Strip searching girl is no big deal, justices think
In hearing arguments on the strip search of an eighth-grader suspected of carrying ibuprofen, the Supreme Court takes failing to get it to a new level, writes Dahlia Lithwick in Slate. The male justices saw the strip search — conducted without informing Savanna Redding’s parents — as no big deal.
And even if you were never a 13-year-old girl yourself, if you have a daughter or niece, you might see the humiliation in pulling a middle-school honor student with no history of disciplinary problems out of class, based on an uncorroborated tip that she was handing out prescription ibuprofen. You might think it traumatic that she was forced to strip down to her underclothes and pull her bra and underwear out and shake them in front of two female school employees. No drugs were found.
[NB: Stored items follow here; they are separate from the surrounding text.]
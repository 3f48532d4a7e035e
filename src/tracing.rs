use anyhow::Result;
use opentelemetry::{global, trace::TracerProvider as _};
use opentelemetry_otlp::{SpanExporter, WithExportConfig};
use opentelemetry_sdk::{
    trace::{SdkTracerProvider, TracerProviderBuilder},
    Resource,
};
use tracing::error;
use tracing_subscriber::{layer::SubscriberExt, Layer};

use crate::config::{ServerConfig, TracingExporter};

pub fn get_env_filter() -> tracing_subscriber::EnvFilter {
    // RUST_LOG used to control logging level.
    tracing_subscriber::EnvFilter::try_from_default_env().unwrap_or_else(|_| {
        tracing_subscriber::EnvFilter::default()
            .add_directive(tracing_subscriber::filter::LevelFilter::INFO.into())
    })
}

pub fn get_log_layer<S>(config: &ServerConfig) -> Box<dyn Layer<S> + Send + Sync>
where
    S: for<'a> tracing_subscriber::registry::LookupSpan<'a>,
    S: tracing::Subscriber,
{
    if config.structured_logging() {
        return Box::new(
            tracing_subscriber::fmt::layer()
                .json()
                .flatten_event(true)
                .with_span_list(false)
                .with_current_span(true),
        );
    }

    Box::new(tracing_subscriber::fmt::layer().compact())
}

pub fn setup_tracing(config: &ServerConfig) -> Result<Option<SdkTracerProvider>> {
    let base = tracing_subscriber::Registry::default();

    let Some(tracing_exporter) = &config.telemetry.tracing_exporter else {
        let log_layer = get_log_layer(config).with_filter(get_env_filter());
        if let Err(e) = tracing::subscriber::set_global_default(base.with(log_layer)) {
            error!("logger was already initiated, continuing: {:?}", e);
        }
        return Ok(None);
    };

    let mut tracer_provider = TracerProviderBuilder::default().with_resource(
        Resource::builder_empty()
            .with_service_name("chunkstore-server")
            .build(),
    );
    match tracing_exporter {
        TracingExporter::Otlp => {
            let mut otlp = SpanExporter::builder().with_tonic();
            if let Some(endpoint) = &config.telemetry.endpoint {
                otlp = otlp.with_endpoint(endpoint.clone());
            }
            tracer_provider = tracer_provider.with_batch_exporter(otlp.build()?);
        }
    }
    let tracer_provider = tracer_provider.build();
    global::set_tracer_provider(tracer_provider.clone());

    let span_layer = tracing_opentelemetry::layer()
        .with_tracer(tracer_provider.tracer("chunkstore-server"))
        .with_filter(get_env_filter());
    let log_layer = get_log_layer(config).with_filter(get_env_filter());
    if let Err(e) = tracing::subscriber::set_global_default(base.with(span_layer).with(log_layer)) {
        error!("logger was already initiated, continuing: {:?}", e);
    }

    Ok(Some(tracer_provider))
}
In a 1985 case involving searching students’ purses for marijuana, the Supreme Court ruled that a search cannot be “excessively intrusive in light of the age and sex of the student and the nature of the infraction.” The standard for intrusiveness has fallen dramatically, Lithwick writes.
Adam Wolf, the ACLU lawyer who represents Redding, explains that “the Fourth Amendment does not countenance the rummaging on or around a 13-year-old girl’s naked body.” Wolf explains that he is arguing for a “two-step framework,” wherein schools can use a lower standard to search “backpacks, pencil cases, bookbags” but a higher standard when you “require a 13-year-old girl to take off her pants, her shirt, move around her bra so she reveals her breasts, and the same thing with her underpants to reveal her pelvic area.”
This leads Justice Stephen Breyer to query whether this is all that different from asking Redding to “change into a swimming suit or your gym clothes,” because, “why is this a major thing to say strip down to your underclothes, which children do when they change for gym?”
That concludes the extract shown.